Districts with high burden malaria mortality and morbidity were ranked using a Pareto chart. Districts with CFRs above the regional average were also identified.

Assessed qualitative data including facility referral patterns, access, and ownership (government, faith-based, private) to explain the observed findings.  Information used by Regional health management teams to prioritize districts and facilities for additional malaria case management training focusing on assessment, treatment and management of complications, effective monitoring and using quality improvement methods to identify change ideas to test to improve malaria case management. Figure 1 shows the Scheme of approach to prioritizing facilities for Intervention.

Analysis of Routine HMIS data for FY-2018 reveals 37 Districts accounted for 33.9% of all districts in the 5 IM Target Regions & 14.2% all Districts in Ghana. There were 183 Malaria Deaths. Fiudings also observed that 90.1% all Malaria deaths in 5 IM Target Regions, and 39.1% of all Malaria deaths in Ghana

A number of districts had child case fatality rates above the regional average.
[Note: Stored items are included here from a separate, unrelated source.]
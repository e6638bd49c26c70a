//! Panelkit showcase.
//!
//! Renders the corner algorithms, border styles and panel compositions to a
//! set of SVG files so the whole geometry stack can be eyeballed without a
//! GPU backend.

mod svg;

use glam::Vec2;
use panelkit::{
    catppuccin::mocha, concave_rect_path, BorderStyle, CircularCornerAlgorithm,
    ContinuousCornerAlgorithm, CornerAlgorithm, CornerKind, DSide, DSideCorner, DSidePanel,
    EllipticalCornerAlgorithm, Rect, SuperellipseCornerAlgorithm,
};
use panelkit_panels::{Panel, PanelLayers, PanelTitle, ScrollbarOrientation, ScrollbarStyle};
use std::path::PathBuf;
use svg::SvgDoc;

const CELL: Vec2 = Vec2::new(200.0, 120.0);
const MARGIN: f32 = 30.0;

fn main() -> std::io::Result<()> {
    env_logger::init();

    let out_dir = PathBuf::from(std::env::args().nth(1).unwrap_or_else(|| "gallery".into()));
    std::fs::create_dir_all(&out_dir)?;

    for (name, doc) in [
        ("corner_styles.svg", corner_styles()),
        ("panels.svg", panels()),
        ("primitives.svg", primitives()),
    ] {
        let file = out_dir.join(name);
        std::fs::write(&file, doc.finish())?;
        log::info!("wrote {}", file.display());
    }

    log::info!("gallery complete");
    Ok(())
}

fn cell_rect(column: usize, row: usize) -> Rect {
    let min = Vec2::new(
        MARGIN + column as f32 * (CELL.x + MARGIN),
        MARGIN + row as f32 * (CELL.y + MARGIN),
    );
    Rect::from_min_size(min, CELL)
}

/// One row per corner algorithm: filled convex, gap-stroked convex, filled
/// concave.
fn corner_styles() -> SvgDoc {
    let algorithms: Vec<(&str, Box<dyn CornerAlgorithm>)> = vec![
        ("circular", Box::new(CircularCornerAlgorithm)),
        ("continuous", Box::new(ContinuousCornerAlgorithm::default())),
        ("elliptical", Box::new(EllipticalCornerAlgorithm::new(1.15))),
        (
            "superellipse n=5",
            Box::new(SuperellipseCornerAlgorithm::default()),
        ),
        (
            "superellipse n=8",
            Box::new(SuperellipseCornerAlgorithm::new(8.0, 16)),
        ),
    ];

    let rows = algorithms.len();
    let mut doc = SvgDoc::new(
        3.0 * (CELL.x + MARGIN) + MARGIN,
        rows as f32 * (CELL.y + MARGIN) + MARGIN,
        mocha::BASE,
    );

    for (row, (label, algorithm)) in algorithms.iter().enumerate() {
        let radius = 28.0;
        let convex = CornerKind::Convex(radius);
        let concave = CornerKind::Concave(radius);

        let filled = cell_rect(0, row);
        doc.fill_path(&algorithm.panel_path(filled, convex, radius), mocha::SURFACE0);

        let stroked = cell_rect(1, row);
        doc.stroke_path(
            &algorithm.gap_panel_path(stroked, convex, radius, 80.0),
            mocha::LAVENDER,
            2.0,
        );

        let carved = cell_rect(2, row);
        doc.fill_path(&algorithm.panel_path(carved, concave, radius), mocha::SURFACE1);

        doc.text(
            Vec2::new(filled.center().x, filled.max.y + 18.0),
            12.0,
            mocha::TEXT,
            label,
        );
    }
    doc
}

/// Full panel compositions: single border, titled double border, scrollbar
/// overlay, carved corners.
fn panels() -> SvgDoc {
    let mut doc = SvgDoc::new(
        2.0 * (CELL.x + 2.0 * MARGIN) + MARGIN,
        2.0 * (CELL.y + 2.0 * MARGIN) + MARGIN,
        mocha::BASE,
    );

    let spot = |column: usize, row: usize| {
        Rect::from_min_size(
            Vec2::new(
                2.0 * MARGIN + column as f32 * (CELL.x + 2.0 * MARGIN),
                2.0 * MARGIN + row as f32 * (CELL.y + 2.0 * MARGIN),
            ),
            CELL,
        )
    };

    let plain =
        Panel::new(BorderStyle::single(mocha::OVERLAY1, 1.5)).with_background(mocha::SURFACE0);
    draw_panel(&mut doc, plain.layers(spot(0, 0), &CircularCornerAlgorithm));

    let titled = Panel::new(BorderStyle::inspector())
        .with_background(mocha::SURFACE0)
        .with_title(PanelTitle::text_with_gap("Inspector", 96.0));
    draw_panel(
        &mut doc,
        titled.layers(spot(1, 0), &ContinuousCornerAlgorithm::default()),
    );

    let scrolling = Panel::new(BorderStyle::single(mocha::OVERLAY1, 1.5))
        .with_background(mocha::SURFACE0)
        .with_scrollbar(ScrollbarStyle {
            orientation: ScrollbarOrientation::Vertical,
            thumb_fraction: 0.35,
            thumb_position: 0.6,
            ..Default::default()
        });
    draw_panel(
        &mut doc,
        scrolling.layers(spot(0, 1), &SuperellipseCornerAlgorithm::default()),
    );

    let carved = Panel::new(BorderStyle::single(mocha::PEACH, 1.5))
        .with_background(mocha::SURFACE1)
        .with_corner(CornerKind::Concave(20.0));
    draw_panel(&mut doc, carved.layers(spot(1, 1), &CircularCornerAlgorithm));

    doc
}

/// Standalone shape primitives.
fn primitives() -> SvgDoc {
    let mut doc = SvgDoc::new(
        3.0 * (CELL.x + MARGIN) + MARGIN,
        2.0 * (CELL.y + MARGIN) + MARGIN,
        mocha::BASE,
    );

    let shapes = [
        (0, 0, DSidePanel::new(DSide::Left, DSideCorner::Convex(24.0))),
        (1, 0, DSidePanel::new(DSide::Right, DSideCorner::Capsule)),
        (2, 0, DSidePanel::new(DSide::Left, DSideCorner::Concave(24.0))),
        (0, 1, DSidePanel::new(DSide::Right, DSideCorner::Square)),
    ];
    for (column, row, shape) in shapes {
        doc.fill_path(&shape.path(cell_rect(column, row)), mocha::SURFACE0);
    }

    doc.fill_path(&concave_rect_path(cell_rect(1, 1), 24.0), mocha::SURFACE1);
    doc.stroke_path(&concave_rect_path(cell_rect(2, 1), 24.0), mocha::TEAL, 2.0);
    doc
}

/// Composite panel layers back-to-front into the document.
fn draw_panel(doc: &mut SvgDoc, layers: PanelLayers) {
    if let Some(fill) = &layers.fill {
        doc.fill_path(&fill.path, fill.color);
    }
    for border in &layers.borders {
        doc.stroke_path(&border.path, border.color, border.width);
    }
    if let Some(scrollbar) = &layers.scrollbar {
        doc.fill_path_clipped(&scrollbar.thumb, scrollbar.color, &scrollbar.clip);
    }
    if let Some(title) = &layers.title {
        // Rough text extent; good enough for a static showcase.
        let font_size = 14.0;
        let text_size = Vec2::new(title.text.len() as f32 * font_size * 0.55, font_size);
        let box_size = text_size + title.decoration.padding * 2.0;
        let box_min = Vec2::new(
            title.anchor.x - box_size.x * 0.5,
            title.anchor.y + title.offset_y,
        );
        doc.rounded_rect(
            box_min,
            box_size,
            title.decoration.corner_radius,
            title.decoration.background,
        );
        doc.text(
            Vec2::new(
                title.anchor.x,
                box_min.y + box_size.y * 0.5 + font_size * 0.35,
            ),
            font_size,
            mocha::CRUST,
            &title.text,
        );
    }
}
//! Standalone panel shape primitives used directly by panel consumers,
//! without going through the corner-algorithm strategy.

use crate::base::panel_base_path;
use crate::corner::{clamp_radius, CornerKind};
use crate::path::{Path, KAPPA};
use crate::primitives::Rect;
use glam::Vec2;

/// Rectangle with all four corners carved inward.
///
/// Radius is clamped to `min(radius, width / 2, height / 2)`.
pub fn concave_rect_path(rect: Rect, radius: f32) -> Path {
    panel_base_path(rect, CornerKind::Concave(radius), radius)
}

/// Which side of a [`DSidePanel`] is rounded.
#[derive(Clone, Copy, Debug, PartialEq, Eq)]
#[cfg_attr(feature = "serde", derive(serde::Serialize, serde::Deserialize))]
pub enum DSide {
    Left,
    Right,
}

/// Corner treatment for the rounded side of a [`DSidePanel`].
#[derive(Clone, Copy, Debug, PartialEq)]
#[cfg_attr(feature = "serde", derive(serde::Serialize, serde::Deserialize))]
pub enum DSideCorner {
    /// No rounding; the panel degenerates to a plain rectangle.
    Square,
    /// Round outward with the given radius.
    Convex(f32),
    /// Carve inward with the given radius.
    Concave(f32),
    /// Round with half the panel height, yielding a "D" silhouette.
    Capsule,
}

/// A panel rounded on one side only: the other side keeps square corners.
#[derive(Clone, Copy, Debug, PartialEq)]
#[cfg_attr(feature = "serde", derive(serde::Serialize, serde::Deserialize))]
pub struct DSidePanel {
    pub side: DSide,
    pub corner: DSideCorner,
}

impl DSidePanel {
    pub const fn new(side: DSide, corner: DSideCorner) -> Self {
        Self { side, corner }
    }

    fn radius(&self, rect: &Rect) -> f32 {
        let requested = match self.corner {
            DSideCorner::Square => 0.0,
            DSideCorner::Convex(r) | DSideCorner::Concave(r) => r,
            DSideCorner::Capsule => rect.height() * 0.5,
        };
        clamp_radius(requested, rect)
    }

    /// Closed outline of the panel within `rect`.
    pub fn path(&self, rect: Rect) -> Path {
        let mut path = Path::new();
        if rect.is_degenerate() {
            return path;
        }

        let r = self.radius(&rect);
        let concave = matches!(self.corner, DSideCorner::Concave(_));
        let (x0, y0) = (rect.min.x, rect.min.y);
        let (x1, y1) = (rect.max.x, rect.max.y);

        match self.side {
            DSide::Left => {
                let bottom_center = if concave {
                    Vec2::new(x0, y1)
                } else {
                    Vec2::new(x0 + r, y1 - r)
                };
                let top_center = if concave {
                    Vec2::new(x0, y0)
                } else {
                    Vec2::new(x0 + r, y0 + r)
                };

                path.move_to(Vec2::new(x0 + r, y0));
                path.line_to(Vec2::new(x1, y0));
                path.line_to(Vec2::new(x1, y1));
                path.line_to(Vec2::new(x0 + r, y1));
                if r > 0.0 {
                    path.quarter_arc_to(
                        Vec2::new(x0 + r, y1),
                        Vec2::new(x0, y1 - r),
                        bottom_center,
                        KAPPA,
                    );
                }
                path.line_to(Vec2::new(x0, y0 + r));
                if r > 0.0 {
                    path.quarter_arc_to(
                        Vec2::new(x0, y0 + r),
                        Vec2::new(x0 + r, y0),
                        top_center,
                        KAPPA,
                    );
                }
            }
            DSide::Right => {
                let top_center = if concave {
                    Vec2::new(x1, y0)
                } else {
                    Vec2::new(x1 - r, y0 + r)
                };
                let bottom_center = if concave {
                    Vec2::new(x1, y1)
                } else {
                    Vec2::new(x1 - r, y1 - r)
                };

                path.move_to(Vec2::new(x0, y0));
                path.line_to(Vec2::new(x1 - r, y0));
                if r > 0.0 {
                    path.quarter_arc_to(
                        Vec2::new(x1 - r, y0),
                        Vec2::new(x1, y0 + r),
                        top_center,
                        KAPPA,
                    );
                }
                path.line_to(Vec2::new(x1, y1 - r));
                if r > 0.0 {
                    path.quarter_arc_to(
                        Vec2::new(x1, y1 - r),
                        Vec2::new(x1 - r, y1),
                        bottom_center,
                        KAPPA,
                    );
                }
                path.line_to(Vec2::new(x0, y1));
            }
        }

        path.close();
        path
    }
}
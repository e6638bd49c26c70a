use crate::algorithm::CornerAlgorithm;
use crate::base::{panel_base_path, title_gap_path};
use crate::corner::CornerKind;
use crate::path::Path;
use crate::primitives::Rect;

/// Default corner style: quarter-circle arcs for convex corners, inward
/// quarter-circle notches for concave ones.
#[derive(Clone, Copy, Debug, Default, PartialEq)]
#[cfg_attr(feature = "serde", derive(serde::Serialize, serde::Deserialize))]
pub struct CircularCornerAlgorithm;

impl CornerAlgorithm for CircularCornerAlgorithm {
    fn panel_path(&self, rect: Rect, corner: CornerKind, radius: f32) -> Path {
        panel_base_path(rect, corner, radius)
    }

    fn gap_panel_path(
        &self,
        rect: Rect,
        corner: CornerKind,
        radius: f32,
        gap_width: f32,
    ) -> Path {
        title_gap_path(rect, corner, radius, gap_width)
    }
}
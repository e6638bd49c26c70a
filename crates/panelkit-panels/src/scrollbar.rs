use crate::layers::ScrollbarLayer;
use glam::Vec2;
use panelkit::{catppuccin::mocha, panel_base_path, Color, CornerKind, Path, Rect};

/// Which panel edge the pseudo-scrollbar hugs.
#[derive(Clone, Copy, Debug, PartialEq, Eq)]
#[cfg_attr(feature = "serde", derive(serde::Serialize, serde::Deserialize))]
pub enum ScrollbarOrientation {
    /// Along the bottom edge.
    Horizontal,
    /// Along the right edge.
    Vertical,
}

/// Styling for the decorative scrollbar indicator.
#[derive(Clone, Copy, Debug, PartialEq)]
#[cfg_attr(feature = "serde", derive(serde::Serialize, serde::Deserialize))]
pub struct ScrollbarStyle {
    pub orientation: ScrollbarOrientation,
    /// Thumb thickness perpendicular to the track.
    pub thickness: f32,
    /// Margin between the thumb and the panel edge, also applied at the
    /// track ends.
    pub spacing: f32,
    /// Thumb length as a fraction of the track, clamped to (0, 1].
    pub thumb_fraction: f32,
    /// Thumb position along the track, 0 = start, 1 = end.
    pub thumb_position: f32,
    pub color: Color,
}

impl Default for ScrollbarStyle {
    fn default() -> Self {
        Self {
            orientation: ScrollbarOrientation::Vertical,
            thickness: 4.0,
            spacing: 6.0,
            thumb_fraction: 0.4,
            thumb_position: 0.0,
            color: mocha::OVERLAY1,
        }
    }
}

/// Build the scrollbar overlay for a panel, or `None` when the style or
/// rectangle leaves no room for a thumb.
///
/// The thumb is a capsule along the chosen edge; `clip` carries the panel's
/// closed outer path so renderers can keep the thumb inside rounded or
/// carved corners.
pub(crate) fn scrollbar_layer(
    rect: Rect,
    outer: &Path,
    style: &ScrollbarStyle,
) -> Option<ScrollbarLayer> {
    if style.thickness <= 0.0 || style.thumb_fraction <= 0.0 || rect.is_degenerate() {
        return None;
    }

    let fraction = style.thumb_fraction.min(1.0);
    let position = style.thumb_position.clamp(0.0, 1.0);

    let thumb_rect = match style.orientation {
        ScrollbarOrientation::Vertical => {
            let track_len = rect.height() - 2.0 * style.spacing;
            if track_len <= 0.0 {
                return None;
            }
            let len = track_len * fraction;
            let top = rect.min.y + style.spacing + (track_len - len) * position;
            Rect::from_min_size(
                Vec2::new(rect.max.x - style.spacing - style.thickness, top),
                Vec2::new(style.thickness, len),
            )
        }
        ScrollbarOrientation::Horizontal => {
            let track_len = rect.width() - 2.0 * style.spacing;
            if track_len <= 0.0 {
                return None;
            }
            let len = track_len * fraction;
            let left = rect.min.x + style.spacing + (track_len - len) * position;
            Rect::from_min_size(
                Vec2::new(left, rect.max.y - style.spacing - style.thickness),
                Vec2::new(len, style.thickness),
            )
        }
    };

    let radius = style.thickness * 0.5;
    let thumb = panel_base_path(thumb_rect, CornerKind::Convex(radius), radius);
    if thumb.is_empty() {
        return None;
    }

    Some(ScrollbarLayer {
        thumb,
        clip: outer.clone(),
        color: style.color,
    })
}

#[cfg(test)]
mod tests {
    use super::*;
    use panelkit::{CircularCornerAlgorithm, CornerAlgorithm};

    fn rect() -> Rect {
        Rect::from_min_size(Vec2::ZERO, Vec2::new(200.0, 100.0))
    }

    fn outer() -> Path {
        CircularCornerAlgorithm.panel_path(rect(), CornerKind::Convex(8.0), 8.0)
    }

    #[test]
    fn test_vertical_thumb_geometry() {
        let style = ScrollbarStyle {
            thumb_position: 0.0,
            ..Default::default()
        };
        let layer = scrollbar_layer(rect(), &outer(), &style).unwrap();
        let bounds = layer.thumb.bounds().unwrap();
        // Right edge inset by spacing, thumb spans 40% of the 88-long track.
        assert!((bounds.max.x - 194.0).abs() < 1e-3);
        assert!((bounds.min.x - 190.0).abs() < 1e-3);
        assert!((bounds.min.y - 6.0).abs() < 1e-3);
        assert!((bounds.max.y - (6.0 + 88.0 * 0.4)).abs() < 1e-3);
    }

    #[test]
    fn test_thumb_position_moves_along_track() {
        let at_end = ScrollbarStyle {
            thumb_position: 1.0,
            ..Default::default()
        };
        let layer = scrollbar_layer(rect(), &outer(), &at_end).unwrap();
        let bounds = layer.thumb.bounds().unwrap();
        assert!((bounds.max.y - 94.0).abs() < 1e-3);
    }

    #[test]
    fn test_horizontal_thumb_hugs_bottom_edge() {
        let style = ScrollbarStyle {
            orientation: ScrollbarOrientation::Horizontal,
            ..Default::default()
        };
        let layer = scrollbar_layer(rect(), &outer(), &style).unwrap();
        let bounds = layer.thumb.bounds().unwrap();
        assert!((bounds.max.y - 94.0).abs() < 1e-3);
        assert!((bounds.min.y - 90.0).abs() < 1e-3);
    }

    #[test]
    fn test_degenerate_styles_yield_no_layer() {
        let zero_thickness = ScrollbarStyle {
            thickness: 0.0,
            ..Default::default()
        };
        assert!(scrollbar_layer(rect(), &outer(), &zero_thickness).is_none());

        let zero_fraction = ScrollbarStyle {
            thumb_fraction: 0.0,
            ..Default::default()
        };
        assert!(scrollbar_layer(rect(), &outer(), &zero_fraction).is_none());

        let tiny = Rect::from_min_size(Vec2::ZERO, Vec2::new(200.0, 8.0));
        assert!(scrollbar_layer(tiny, &outer(), &ScrollbarStyle::default()).is_none());
    }

    #[test]
    fn test_clip_is_the_outer_outline() {
        let layer = scrollbar_layer(rect(), &outer(), &ScrollbarStyle::default()).unwrap();
        assert_eq!(layer.clip, outer());
        assert!(layer.clip.is_closed());
    }
}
The Districts with under-5 malaria CFR above the regional average were Ashanti Region (AR) – 31%, , Brong Ahafo Region (BAR) – 28%, Eastern Region (ER) – 31% , Upper East Region(UER) – 15% and Upper West Region (UWR) – 27%. Figure 2 shows the Proportion of Malaria Admissions And Mortality Attributable to TOP 10 Facilities In Target Regions – FY-19

The result of selecting districts and facilities using Pareto Charts is seen in Figures 3 and 4. Figure 3 sows the  Distribution of Malaria Deaths in Districts in Ashanti Region, Ghana, FY-2018, and Figure 4 presents the Distribution of Malaria Deaths in Districts in Brong-Ahafo Region, Ghana, FY-2018.

In conclusion, using routine DHMIS2 data backed by qualitative information including access to health facilities, referral patterns and facility ownership, a rational replicable basis for the prioritization of districts and facilities for intervention can be created and facilities prioritized for training based on evidence.

Regional Health Management teams have adopted a rational approach for prioritizing health facilities for intervention with limited resources with the objective of achieving the best outcome.